I have a pandas data frame with 56 columns. Around half of the columns are float and the others are string(textual data) and finally col56 is the label column. The dataset looks something like this
Col1 Col2...Col26 Col27 Col 28 ..... Col55 Col 56
1 4 76 I like cats Cats are cool Cat bags 1
.
.
.
1900 rows
I want to use both numeric and textual data to run classification algorithms.

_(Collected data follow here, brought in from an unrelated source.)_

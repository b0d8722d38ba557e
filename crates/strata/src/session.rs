//! The editing session: one live diagram with its identity.
//!
//! A [`Session`] owns the diagram being edited together with the id and name
//! it is saved under. It is passed explicitly to every operation; there is no
//! process-wide diagram.

use chrono::Local;
use log::{debug, info};
use serde::{Deserialize, Serialize};
use url::Url;

use strata_core::{
    identifier::new_id,
    model::{ConnectDirection, Diagram},
};

use crate::{
    StrataError,
    analysis::{AnalysisReport, Analyzer, GenerativeModel, Sleeper, render_report},
    export::{analysis_file_name, diagram_file_name},
    store::{StructureRecord, StructureStore},
    templates::Template,
};

/// Name given to a fresh session.
pub const DEFAULT_STRUCTURE_NAME: &str = "Untitled Structure";

const SHARE_QUERY_KEY: &str = "id";

/// An editing session.
///
/// Serializes as `{id, name, data}`, the shape of a structure record without
/// its timestamp.
///
/// # Examples
///
/// ```
/// use strata::Session;
///
/// let session = Session::new();
/// assert_eq!(session.name(), "Untitled Structure");
///
/// let url = session.share_url("http://localhost:3000").unwrap();
/// assert_eq!(Session::id_from_share_url(&url).as_deref(), Some(session.id()));
/// ```
#[derive(Debug, Clone, PartialEq, Serialize, Deserialize)]
pub struct Session {
    id: String,
    name: String,
    #[serde(rename = "data", default)]
    diagram: Diagram,
}

impl Default for Session {
    fn default() -> Self {
        Self::new()
    }
}

impl Session {
    /// Starts a session with a fresh id, the default name and an empty
    /// diagram.
    pub fn new() -> Self {
        Self {
            id: new_id(),
            name: DEFAULT_STRUCTURE_NAME.to_string(),
            diagram: Diagram::new(),
        }
    }

    pub fn from_record(record: StructureRecord) -> Self {
        Self {
            id: record.id,
            name: record.name,
            diagram: record.data,
        }
    }

    pub fn id(&self) -> &str {
        &self.id
    }

    pub fn name(&self) -> &str {
        &self.name
    }

    pub fn set_name(&mut self, name: impl Into<String>) {
        self.name = name.into();
    }

    pub fn diagram(&self) -> &Diagram {
        &self.diagram
    }

    pub fn diagram_mut(&mut self) -> &mut Diagram {
        &mut self.diagram
    }

    /// Saves a snapshot of the current diagram under the session's id.
    ///
    /// # Errors
    ///
    /// Returns [`StrataError::Store`] when the store fails. Nothing is
    /// retried.
    pub fn save(&self, store: &dyn StructureStore) -> Result<(), StrataError> {
        let snapshot = self.diagram.clone();
        store.save(&self.id, &self.name, &snapshot)?;
        info!(id = self.id.as_str(), name = self.name.as_str(); "Session saved");
        Ok(())
    }

    /// Opens the structure with the given id, `None` when the store has no
    /// such record.
    pub fn open(store: &dyn StructureStore, id: &str) -> Result<Option<Self>, StrataError> {
        let session = store.load(id)?.map(Self::from_record);
        match &session {
            Some(session) => info!(id, name = session.name(); "Session opened"),
            None => info!(id; "No structure with this id"),
        }
        Ok(session)
    }

    /// Replaces the diagram with a fresh copy of `template`. The session keeps
    /// its id and name.
    pub fn apply_template(&mut self, template: &Template) -> Result<(), StrataError> {
        self.diagram = template.instantiate()?;
        info!(slug = template.slug(); "Template applied");
        Ok(())
    }

    /// See [`Diagram::batch_connect`].
    pub fn batch_connect<S: AsRef<str>>(
        &mut self,
        pivot_id: &str,
        target_ids: &[S],
        direction: ConnectDirection,
    ) -> Vec<String> {
        self.diagram.batch_connect(pivot_id, target_ids, direction)
    }

    /// Builds the link that reopens this session: `<base>/?id=<id>`.
    ///
    /// # Errors
    ///
    /// Returns [`StrataError::Config`] when `base_url` is not an absolute URL.
    pub fn share_url(&self, base_url: &str) -> Result<String, StrataError> {
        let mut url = Url::parse(base_url)
            .map_err(|err| StrataError::Config(format!("Invalid share base URL `{base_url}`: {err}")))?;
        url.set_fragment(None);
        url.query_pairs_mut()
            .clear()
            .append_pair(SHARE_QUERY_KEY, &self.id);
        Ok(url.into())
    }

    /// Extracts the session id from a shared link.
    ///
    /// Returns `None` when `url` does not parse or carries no non-empty `id`
    /// query parameter.
    pub fn id_from_share_url(url: &str) -> Option<String> {
        let url = Url::parse(url).ok()?;
        let id = url
            .query_pairs()
            .find(|(key, _)| key == SHARE_QUERY_KEY)
            .map(|(_, value)| value.into_owned())
            .filter(|value| !value.is_empty());
        debug!(id:?; "Parsed share URL");
        id
    }

    /// Download name of the rendered diagram.
    pub fn diagram_file_name(&self) -> String {
        diagram_file_name(&self.name)
    }

    /// Download name of the analysis report.
    pub fn analysis_file_name(&self) -> String {
        analysis_file_name(&self.name)
    }

    /// Runs the analysis on a snapshot of the diagram.
    pub fn analyze<M: GenerativeModel, S: Sleeper>(
        &self,
        analyzer: &Analyzer<M, S>,
    ) -> Result<AnalysisReport, StrataError> {
        Ok(analyzer.analyze(&self.diagram)?)
    }

    /// Renders `report` as the plain-text download for this session.
    pub fn report_text(&self, report: &AnalysisReport) -> String {
        render_report(report, &self.name, Local::now())
    }
}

A quick google search told that the best way to proceed is by using Feature Union
This is the code so far
import pandas as pd
import numpy as np
from sklearn.preprocessing import FunctionTransformer
from sklearn.pipeline import FeatureUnion, Pipeline
from sklearn.svm import SVC
from sklearn.pipeline import FeatureUnion
from sklearn.feature_extraction.text import CountVectorizer
df=pd.read_csv('url')
X=df[[Col1...Col55]]
y=df[[Col56]]
from sklearn.model_selection import train_test_split
stop_list=(i, am, the...)
X_train,X_test,y_train,y_test=train_test_split(X,y,test_size=0.3,random_state=42)
pipeline = Pipeline([
('union',FeatureUnion([
('Col1', Pipeline([
('selector', ItemSelector(column='Col1')),
('caster', ArrayCaster())
])),
.
.
.
.
.
('Col27',Pipeline([
('selector', ItemSelector(column='Col27')),
('vectorizer', CountVectorizer())
])),
.
.
.
('Col55',Pipeline([
('selector', ItemSelector(column='Col55')),
('vectorizer', CountVectorizer())
]))
])),
('model',SVC())
])
Then I get an error
TypeError Traceback (most recent call last)
<ipython-input-8-7a2cab7bed7d> in <module>
167 (' Col27',Pipeline([
168 ('selector', ItemSelector(column=' Col27')),
--> 169 ('vectorizer', CountVectorizer(stop_words=stop_list))
170 ]))
TypeError: 'tuple' object is not callable
I don't understand since the exact same method is used here and here And there doesn't seem any error. What am I doing wrong? How can I fix this?